Why do you think the patient complains of always being short of breath?

The patient is always short of breath because the the PO2 in his alveoli is seriously diminished by the stale air in his very large residual volume as well as in his increased FRV during tidal breathing.

A similar work with the data exercise may be assigned in LaunchPad.

We start the subject breathing from the reservoir at an end-tidal breath, and we end the breathing from the reservoir at an end-tidal breath. Since the Vres does not change, the decrease in helium concentration [He] enables us to calculate the subject’s functional residual volume (FRV), which is the ERV + RV.

Vres × [He]i = (Vres + FRV) × [He]f

Since we can measure the ERV with the flowmeter, we can subtract the ERV from the FRV to obtain the RV.

Why is the RV important? Referring to Figure 48.9, you will see that for a normal person the ERV is about 1,000 mL and the RV is 1,000 mL. Thus the FRV is 2,000 mL, but the tidal volume is only 500 mL; this means that the air that reaches the alveoli (the actual gas exchange surfaces) with each breath consists of only 500 mL of fresh air diluted by 2,000 mL of stale air.

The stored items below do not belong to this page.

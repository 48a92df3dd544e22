//! Provider delivery events
//!
//! Providers report what happened after they accepted a message. Two payload
//! shapes are understood:
//!
//! - SES event publishing: one object with `eventType` and `mail.messageId`,
//!   optionally wrapped in an SNS envelope whose `Message` field holds the
//!   event as a JSON string
//! - SendGrid event webhook: an array of objects with `event` and
//!   `sg_message_id`
//!
//! Events are matched to messages by provider message id only. Unknown ids
//! and unsupported event kinds are logged and dropped.

use serde::Deserialize;
use serde_json::Value;
use std::sync::Arc;
use thiserror::Error;
use tracing::{debug, info, warn};

use crate::lifecycle::{DeliveryOutcome, MessageStore, StoreError};

/// One delivery event for one message
#[derive(Debug, Clone, PartialEq, Eq)]
pub struct DeliveryEvent {
    /// Provider's id for the message
    pub provider_message_id: String,
    /// What happened
    pub outcome: DeliveryOutcome,
}

/// Errors parsing a webhook body
#[derive(Debug, Error)]
pub enum WebhookError {
    /// Body is not the expected JSON shape
    #[error("malformed {provider} payload: {source}")]
    Malformed {
        /// Provider the body claimed to come from
        provider: &'static str,
        /// Decode error
        #[source]
        source: serde_json::Error,
    },

    /// Provider name in the route is not supported
    #[error("unknown webhook provider: {0}")]
    UnknownProvider(String),
}

/// Summary of one webhook batch
#[derive(Debug, Clone, Copy, Default, PartialEq, Eq)]
pub struct ApplySummary {
    /// Events that settled a message
    pub applied: usize,
    /// Events with no matching `sent` message
    pub unmatched: usize,
}

#[derive(Debug, Deserialize)]
struct SnsEnvelope {
    #[serde(rename = "Type")]
    kind: String,
    #[serde(rename = "Message")]
    message: String,
}

#[derive(Debug, Deserialize)]
#[serde(rename_all = "camelCase")]
struct SesEvent {
    event_type: Option<String>,
    mail: Option<SesMail>,
    bounce: Option<SesBounce>,
}

#[derive(Debug, Deserialize)]
#[serde(rename_all = "camelCase")]
struct SesMail {
    message_id: Option<String>,
}

#[derive(Debug, Deserialize)]
#[serde(rename_all = "camelCase")]
struct SesBounce {
    bounce_type: Option<String>,
    bounce_sub_type: Option<String>,
}

#[derive(Debug, Deserialize)]
struct SendGridEvent {
    event: Option<String>,
    sg_message_id: Option<String>,
    reason: Option<String>,
}

/// Parse an SES event body
///
/// # Errors
///
/// Returns `WebhookError::Malformed` if the body is not an SES event
pub fn parse_ses(body: &Value) -> Result<Vec<DeliveryEvent>, WebhookError> {
    let malformed = |source| WebhookError::Malformed {
        provider: "ses",
        source,
    };

    let event: SesEvent = match serde_json::from_value::<SnsEnvelope>(body.clone()) {
        Ok(envelope) if envelope.kind == "Notification" => {
            serde_json::from_str(&envelope.message).map_err(malformed)?
        }
        Ok(envelope) => {
            debug!(kind = %envelope.kind, "Ignoring SNS control message");
            return Ok(Vec::new());
        }
        Err(_) => serde_json::from_value(body.clone()).map_err(malformed)?,
    };

    let (Some(kind), Some(message_id)) = (
        event.event_type,
        event.mail.and_then(|mail| mail.message_id),
    ) else {
        return Ok(Vec::new());
    };

    let outcome = match kind.as_str() {
        "Delivery" => DeliveryOutcome::Delivered,
        "Bounce" => DeliveryOutcome::Bounced {
            reason: event.bounce.and_then(|b| {
                let parts: Vec<_> = [b.bounce_type, b.bounce_sub_type].into_iter().flatten().collect();
                (!parts.is_empty()).then(|| parts.join("/"))
            }),
        },
        "Complaint" => DeliveryOutcome::Complaint,
        other => {
            debug!(event_type = other, "Ignoring SES event");
            return Ok(Vec::new());
        }
    };

    Ok(vec![DeliveryEvent {
        provider_message_id: message_id,
        outcome,
    }])
}

/// Parse a SendGrid event batch
///
/// # Errors
///
/// Returns `WebhookError::Malformed` if the body is not an array of events
pub fn parse_sendgrid(body: &Value) -> Result<Vec<DeliveryEvent>, WebhookError> {
    let events: Vec<SendGridEvent> =
        serde_json::from_value(body.clone()).map_err(|source| WebhookError::Malformed {
            provider: "sendgrid",
            source,
        })?;

    Ok(events
        .into_iter()
        .filter_map(|event| {
            let outcome = match event.event.as_deref()? {
                "delivered" => DeliveryOutcome::Delivered,
                "bounce" => DeliveryOutcome::Bounced {
                    reason: event.reason,
                },
                "spamreport" => DeliveryOutcome::Complaint,
                _ => return None,
            };
            Some(DeliveryEvent {
                provider_message_id: event.sg_message_id?,
                outcome,
            })
        })
        .collect())
}

/// Parse a body for the provider named in the webhook route
///
/// # Errors
///
/// - `WebhookError::UnknownProvider` for anything but `ses` and `sendgrid`
/// - `WebhookError::Malformed` if the body does not match the provider
pub fn parse(provider: &str, body: &Value) -> Result<Vec<DeliveryEvent>, WebhookError> {
    match provider {
        "ses" => parse_ses(body),
        "sendgrid" => parse_sendgrid(body),
        other => Err(WebhookError::UnknownProvider(other.to_string())),
    }
}

/// Applies delivery events to the message store
pub struct EventProcessor {
    store: Arc<dyn MessageStore>,
}

impl std::fmt::Debug for EventProcessor {
    fn fmt(&self, f: &mut std::fmt::Formatter<'_>) -> std::fmt::Result {
        f.debug_struct("EventProcessor").finish_non_exhaustive()
    }
}

impl EventProcessor {
    /// Create a processor over `store`
    #[must_use]
    pub fn new(store: Arc<dyn MessageStore>) -> Self {
        Self { store }
    }

    /// Apply one event
    ///
    /// Returns `true` when a message was updated.
    ///
    /// # Errors
    ///
    /// Returns `StoreError` only if the store cannot be reached
    pub async fn apply(&self, event: DeliveryEvent) -> Result<bool, StoreError> {
        let DeliveryEvent {
            provider_message_id,
            outcome,
        } = event;

        match self
            .store
            .transition_by_provider_id(&provider_message_id, outcome)
            .await?
        {
            Some(message) => {
                info!(
                    message_id = %message.id,
                    status = %message.status,
                    provider_message_id = %provider_message_id,
                    "Delivery status updated"
                );
                Ok(true)
            }
            None => {
                warn!(provider_message_id = %provider_message_id, "No sent message for provider id");
                Ok(false)
            }
        }
    }

    /// Apply a batch of events
    ///
    /// # Errors
    ///
    /// Returns the first `StoreError`; earlier events stay applied
    pub async fn apply_all(&self, events: Vec<DeliveryEvent>) -> Result<ApplySummary, StoreError> {
        let mut summary = ApplySummary::default();
        for event in events {
            if self.apply(event).await? {
                summary.applied += 1;
            } else {
                summary.unmatched += 1;
            }
        }
        Ok(summary)
    }
}
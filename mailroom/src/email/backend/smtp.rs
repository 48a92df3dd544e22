//! SMTP provider
//!
//! Uses the `lettre` crate. The transport keeps a connection pool, so one
//! provider instance is shared by all workers.

use async_trait::async_trait;
use lettre::{
    message::{header, Mailbox},
    transport::smtp::authentication::Credentials,
    AsyncSmtpTransport, AsyncTransport, Message, Tokio1Executor,
};
use std::time::Duration;
use tracing::debug;
use uuid::Uuid;

use crate::config::SmtpSettings;
use crate::email::{EmailError, EmailProvider, OutboundEmail, SendReceipt};

/// SMTP email provider
///
/// Every message gets an explicit `Message-ID`, which is returned as the
/// provider message id so bounces and delivery reports can be correlated.
pub struct SmtpProvider {
    label: String,
    transport: AsyncSmtpTransport<Tokio1Executor>,
}

impl std::fmt::Debug for SmtpProvider {
    fn fmt(&self, f: &mut std::fmt::Formatter<'_>) -> std::fmt::Result {
        f.debug_struct("SmtpProvider")
            .field("label", &self.label)
            .finish_non_exhaustive()
    }
}

impl SmtpProvider {
    /// Create a provider from configuration
    ///
    /// No connection is opened until the first send.
    ///
    /// # Errors
    ///
    /// Returns `EmailError::ConfigError` if the relay host is invalid
    pub fn new(settings: &SmtpSettings) -> Result<Self, EmailError> {
        Ok(Self {
            label: settings.label().to_string(),
            transport: Self::create_transport(settings)?,
        })
    }

    fn create_transport(
        settings: &SmtpSettings,
    ) -> Result<AsyncSmtpTransport<Tokio1Executor>, EmailError> {
        let mut builder = if settings.starttls {
            AsyncSmtpTransport::<Tokio1Executor>::starttls_relay(&settings.host)
                .map_err(|e| EmailError::config(format!("SMTP relay {}: {e}", settings.host)))?
        } else {
            AsyncSmtpTransport::<Tokio1Executor>::builder_dangerous(&settings.host)
        };

        builder = builder
            .port(settings.port)
            .timeout(Some(Duration::from_secs(settings.timeout_secs)));

        if let (Some(username), Some(password)) = (&settings.username, &settings.password) {
            builder = builder.credentials(Credentials::new(username.clone(), password.clone()));
        }

        Ok(builder.build())
    }

    /// Build a lettre message carrying `message_id`
    fn build_message(email: &OutboundEmail, message_id: &str) -> Result<Message, EmailError> {
        let from: Mailbox = email
            .from
            .parse()
            .map_err(|_| EmailError::InvalidAddress(email.from.clone()))?;
        let to: Mailbox = email
            .to
            .parse()
            .map_err(|_| EmailError::InvalidAddress(email.to.clone()))?;

        Message::builder()
            .from(from)
            .to(to)
            .subject(email.subject.clone())
            .message_id(Some(format!("<{message_id}>")))
            .header(header::ContentType::TEXT_HTML)
            .body(email.html.clone())
            .map_err(|e| EmailError::InvalidAddress(e.to_string()))
    }

    fn new_message_id(from: &str) -> String {
        let domain = from
            .rsplit_once('@')
            .map(|(_, domain)| domain.trim_end_matches('>'))
            .filter(|domain| !domain.is_empty())
            .unwrap_or("mailroom.localhost");
        format!("{}@{domain}", Uuid::new_v4().simple())
    }
}

#[async_trait]
impl EmailProvider for SmtpProvider {
    fn name(&self) -> &str {
        &self.label
    }

    async fn send(&self, email: &OutboundEmail) -> Result<SendReceipt, EmailError> {
        let message_id = Self::new_message_id(&email.from);
        let message = Self::build_message(email, &message_id)?;

        let response = self
            .transport
            .send(message)
            .await
            .map_err(|e| EmailError::send_failed(&self.label, e.to_string()))?;

        debug!(
            provider = %self.label,
            code = %response.code(),
            message_id = %message_id,
            "SMTP relay accepted message"
        );

        Ok(SendReceipt {
            provider_message_id: message_id,
            provider: self.label.clone(),
        })
    }
}

#[cfg(test)]
mod tests {
    use super::*;

    fn email() -> OutboundEmail {
        OutboundEmail::new(
            "recipient@example.com",
            "Mailroom <noreply@example.com>",
            "Welcome",
            "<h1>Hello</h1>",
        )
    }

    #[test]
    fn test_build_message_sets_message_id() {
        let message = SmtpProvider::build_message(&email(), "abc123@example.com").unwrap();
        let raw = String::from_utf8(message.formatted()).unwrap();
        assert!(raw.contains("Message-ID: <abc123@example.com>"));
        assert!(raw.contains("Subject: Welcome"));
    }

    #[test]
    fn test_build_message_rejects_bad_recipient() {
        let mut email = email();
        email.to = "not an address".to_string();
        assert!(matches!(
            SmtpProvider::build_message(&email, "id@example.com"),
            Err(EmailError::InvalidAddress(addr)) if addr == "not an address"
        ));
    }

    #[test]
    fn test_message_id_uses_sender_domain() {
        let id = SmtpProvider::new_message_id("Mailroom <noreply@acme.test>");
        assert!(id.ends_with("@acme.test"));
        assert!(SmtpProvider::new_message_id("nobody").ends_with("@mailroom.localhost"));
    }

    #[tokio::test]
    async fn test_new_uses_configured_label() {
        let settings = SmtpSettings {
            label: Some("smtp-primary".to_string()),
            host: "localhost".to_string(),
            port: 2525,
            starttls: false,
            ..SmtpSettings::default()
        };
        let provider = SmtpProvider::new(&settings).unwrap();
        assert_eq!(provider.name(), "smtp-primary");
    }
}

The maximumPO2 in this mixed air is much below thePO2 of the outside air, and because of the tidal ventilation pattern, the PO2 in the alveoli is steadily dropping during the breathing cycle. The RV is important because it contributes to the FRV and to the dilution of the O2 in the inhaled air. Any disease or condition that increases the RV (such as emphysema or pulmonary fibrosis) compromises a patient’s respiratory ability. Similarly, considering the mixing of fresh air with the FRV, you can understand why reductions in tidal volume can be a problem—and therefore why patients recovering from surgery are encouraged to breathe deeply, even if it hurts.